For a long time America has been the land of plenty and probably few things have represented this (and the contrast to the rest of the rich world) as much as its cars. Things unfortunately have to change. I wish for America's sake, and for all those who look at the United States as an almost magical place to move to one day, that the abundance was not only fruit of the large leverage at which personal finances were in debt. Debt is not evil and a healthy relation to it is a positive thing: it is a matter of size, just like the cars.

Friday, November 21, 2008

Upfront payment for the TARP

These days bankers are wearing cone hats and it is almost impossible to say anything in their defence. Even if you think that something might be said, it is extremely political incorrect to do so. It is far from my intention to defend the excesses and mistakes of the financial industry, but a little calculation could be interesting. Let us assume that the financial industry as a whole paid for the past ten years $ 100bn each year in bonuses. This is a conservative figure considering the Goldman Sachs alone paid $ 16bn last year: since it is conservative we can assume that everyone paid an average 40% income tax on that amount.
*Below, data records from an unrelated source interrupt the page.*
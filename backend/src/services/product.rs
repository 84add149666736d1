//! Product (recipe) service with cost roll-up

use std::collections::HashSet;

use rust_decimal::Decimal;
use serde::Deserialize;
use sqlx::{PgConnection, PgPool};
use uuid::Uuid;

use crate::error::{AppError, AppResult};
use crate::models::{assemble_products, Product, ProductRow, RecipeItem, RecipeItemRow};
use crate::services::ingredient::IngredientService;
use crate::services::subscription::SubscriptionService;
use shared::{cost_product, index_ingredients, merge_recipe_items, PlanResource, ProductCosting};

const PRODUCT_COLUMNS: &str = "id, business_id, name, selling_price, category, created_at, updated_at";

/// Product service for managing recipes and their costs
#[derive(Clone)]
pub struct ProductService {
    db: PgPool,
}

/// Input for creating or replacing a product
#[derive(Debug, Deserialize)]
pub struct ProductInput {
    pub name: String,
    pub selling_price: Decimal,
    pub category: Option<String>,
    #[serde(default)]
    pub recipe: Vec<RecipeItem>,
}

impl ProductService {
    pub fn new(db: PgPool) -> Self {
        Self { db }
    }

    /// Check required fields and recipe quantities; merges repeated ingredients
    pub fn validate_input(input: ProductInput) -> AppResult<ProductInput> {
        AppError::check("name", shared::validate_name(&input.name))?;
        AppError::check("selling_price", shared::validate_selling_price(input.selling_price))?;
        for item in &input.recipe {
            AppError::check("recipe.quantity", shared::validate_quantity(item.quantity))?;
        }

        Ok(ProductInput {
            recipe: merge_recipe_items(input.recipe)?,
            ..input
        })
    }

    /// Create a product with its bill of materials
    pub async fn create(&self, business_id: Uuid, input: ProductInput) -> AppResult<Product> {
        let input = Self::validate_input(input)?;

        SubscriptionService::new(self.db.clone())
            .ensure_can_create(business_id, PlanResource::Products)
            .await?;

        let mut tx = self.db.begin().await?;
        Self::ensure_ingredients_exist(&mut *tx, business_id, &input.recipe).await?;

        let row = sqlx::query_as::<_, ProductRow>(&format!(
            r#"
            INSERT INTO products (business_id, name, selling_price, category)
            VALUES ($1, $2, $3, $4)
            RETURNING {PRODUCT_COLUMNS}
            "#
        ))
        .bind(business_id)
        .bind(input.name.trim())
        .bind(input.selling_price)
        .bind(&input.category)
        .fetch_one(&mut *tx)
        .await?;

        Self::insert_recipe(&mut *tx, row.id, &input.recipe).await?;
        tx.commit().await?;

        tracing::info!(%business_id, product_id = %row.id, lines = input.recipe.len(), "Product created");

        Ok(Product {
            id: row.id,
            business_id: row.business_id,
            name: row.name,
            selling_price: row.selling_price,
            category: row.category,
            recipe: input.recipe,
            created_at: row.created_at,
            updated_at: row.updated_at,
        })
    }

    /// Replace a product's fields and recipe
    pub async fn update(
        &self,
        business_id: Uuid,
        product_id: Uuid,
        input: ProductInput,
    ) -> AppResult<Product> {
        let input = Self::validate_input(input)?;

        let mut tx = self.db.begin().await?;
        Self::ensure_ingredients_exist(&mut *tx, business_id, &input.recipe).await?;

        let row = sqlx::query_as::<_, ProductRow>(&format!(
            r#"
            UPDATE products
            SET name = $1, selling_price = $2, category = $3, updated_at = NOW()
            WHERE id = $4 AND business_id = $5
            RETURNING {PRODUCT_COLUMNS}
            "#
        ))
        .bind(input.name.trim())
        .bind(input.selling_price)
        .bind(&input.category)
        .bind(product_id)
        .bind(business_id)
        .fetch_optional(&mut *tx)
        .await?
        .ok_or_else(|| AppError::NotFound("Product".to_string()))?;

        sqlx::query("DELETE FROM product_ingredients WHERE product_id = $1")
            .bind(product_id)
            .execute(&mut *tx)
            .await?;
        Self::insert_recipe(&mut *tx, product_id, &input.recipe).await?;

        tx.commit().await?;

        Ok(Product {
            id: row.id,
            business_id: row.business_id,
            name: row.name,
            selling_price: row.selling_price,
            category: row.category,
            recipe: input.recipe,
            created_at: row.created_at,
            updated_at: row.updated_at,
        })
    }

    /// Delete a product. Historical orders keep their lines and prices.
    pub async fn delete(&self, business_id: Uuid, product_id: Uuid) -> AppResult<()> {
        let result = sqlx::query("DELETE FROM products WHERE id = $1 AND business_id = $2")
            .bind(product_id)
            .bind(business_id)
            .execute(&self.db)
            .await?;

        if result.rows_affected() == 0 {
            return Err(AppError::NotFound("Product".to_string()));
        }
        Ok(())
    }

    /// Get a single product with its recipe
    pub async fn get(&self, business_id: Uuid, product_id: Uuid) -> AppResult<Product> {
        let row = sqlx::query_as::<_, ProductRow>(&format!(
            "SELECT {PRODUCT_COLUMNS} FROM products WHERE id = $1 AND business_id = $2"
        ))
        .bind(product_id)
        .bind(business_id)
        .fetch_optional(&self.db)
        .await?
        .ok_or_else(|| AppError::NotFound("Product".to_string()))?;

        let items = sqlx::query_as::<_, RecipeItemRow>(
            "SELECT product_id, ingredient_id, quantity FROM product_ingredients WHERE product_id = $1",
        )
        .bind(product_id)
        .fetch_all(&self.db)
        .await?;

        Ok(assemble_products(vec![row], items).remove(0))
    }

    /// List all products of a business with their recipes, by name
    pub async fn list(&self, business_id: Uuid) -> AppResult<Vec<Product>> {
        let rows = sqlx::query_as::<_, ProductRow>(&format!(
            "SELECT {PRODUCT_COLUMNS} FROM products WHERE business_id = $1 ORDER BY name"
        ))
        .bind(business_id)
        .fetch_all(&self.db)
        .await?;

        let items = sqlx::query_as::<_, RecipeItemRow>(
            r#"
            SELECT pi.product_id, pi.ingredient_id, pi.quantity
            FROM product_ingredients pi
            JOIN products p ON p.id = pi.product_id
            WHERE p.business_id = $1
            "#,
        )
        .bind(business_id)
        .fetch_all(&self.db)
        .await?;

        Ok(assemble_products(rows, items))
    }

    /// Cost and margin of one product
    pub async fn get_costing(&self, business_id: Uuid, product_id: Uuid) -> AppResult<ProductCosting> {
        let product = self.get(business_id, product_id).await?;
        let ingredients = IngredientService::new(self.db.clone()).list(business_id).await?;

        let costing = cost_product(&product, &index_ingredients(&ingredients))?;
        if !costing.unresolved.is_empty() {
            tracing::warn!(
                %product_id,
                unresolved = costing.unresolved.len(),
                "Recipe references deleted ingredients; skipped in cost"
            );
        }
        Ok(costing)
    }

    /// Cost and margin of every product
    pub async fn list_costings(&self, business_id: Uuid) -> AppResult<Vec<ProductCosting>> {
        let products = self.list(business_id).await?;
        let ingredients = IngredientService::new(self.db.clone()).list(business_id).await?;
        let index = index_ingredients(&ingredients);

        products
            .iter()
            .map(|p| cost_product(p, &index).map_err(AppError::from))
            .collect()
    }

    async fn ensure_ingredients_exist(
        conn: &mut PgConnection,
        business_id: Uuid,
        recipe: &[RecipeItem],
    ) -> AppResult<()> {
        if recipe.is_empty() {
            return Ok(());
        }

        let ids: Vec<Uuid> = recipe.iter().map(|i| i.ingredient_id).collect();
        let found: HashSet<Uuid> = sqlx::query_scalar::<_, Uuid>(
            "SELECT id FROM ingredients WHERE business_id = $1 AND id = ANY($2)",
        )
        .bind(business_id)
        .bind(&ids)
        .fetch_all(&mut *conn)
        .await?
        .into_iter()
        .collect();

        if let Some(missing) = ids.iter().find(|id| !found.contains(*id)) {
            return Err(AppError::NotFound(format!("Ingredient {}", missing)));
        }
        Ok(())
    }

    async fn insert_recipe(
        conn: &mut PgConnection,
        product_id: Uuid,
        recipe: &[RecipeItem],
    ) -> AppResult<()> {
        for item in recipe {
            sqlx::query(
                "INSERT INTO product_ingredients (product_id, ingredient_id, quantity) VALUES ($1, $2, $3)",
            )
            .bind(product_id)
            .bind(item.ingredient_id)
            .bind(item.quantity)
            .execute(&mut *conn)
            .await?;
        }
        Ok(())
    }
}

#[cfg(test)]
mod tests {
    use super::*;
    use std::str::FromStr;

    fn dec(s: &str) -> Decimal {
        Decimal::from_str(s).unwrap()
    }

    #[test]
    fn test_validate_merges_repeated_ingredients() {
        let flour = Uuid::new_v4();
        let input = ProductInput {
            name: "Pão de mel".to_string(),
            selling_price: dec("6.5"),
            category: None,
            recipe: vec![
                RecipeItem::new(flour, dec("0.05")),
                RecipeItem::new(flour, dec("0.02")),
            ],
        };

        let validated = ProductService::validate_input(input).unwrap();
        assert_eq!(validated.recipe.len(), 1);
        assert_eq!(validated.recipe[0].quantity, dec("0.07"));
    }

    #[test]
    fn test_validate_requires_name_and_price() {
        let missing_name = ProductInput {
            name: String::new(),
            selling_price: dec("5"),
            category: None,
            recipe: vec![],
        };
        assert!(ProductService::validate_input(missing_name).is_err());

        let free = ProductInput {
            name: "Brigadeiro".to_string(),
            selling_price: Decimal::ZERO,
            category: None,
            recipe: vec![],
        };
        assert!(ProductService::validate_input(free).is_err());
    }

    #[test]
    fn test_validate_rejects_zero_recipe_quantity() {
        let input = ProductInput {
            name: "Beijinho".to_string(),
            selling_price: dec("2"),
            category: None,
            recipe: vec![RecipeItem::new(Uuid::new_v4(), Decimal::ZERO)],
        };
        assert!(ProductService::validate_input(input).is_err());
    }
}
Compounded at an average interest rate the total amount exceeds $ 500bn. It is not difficult to argue that financial professionals are a very small burden for the state since for many things such as education, health, transportation, welfare, etc. they go private. Even if this number is too large and the actual one is somewhat smaller, it still covers a considerable share of the TARP fund amount. All this is to mitigate the public outrage at the industry making a mess and then asking the taxpayer to bear the burden: a lot of it was paid upfront by the industry members themselves.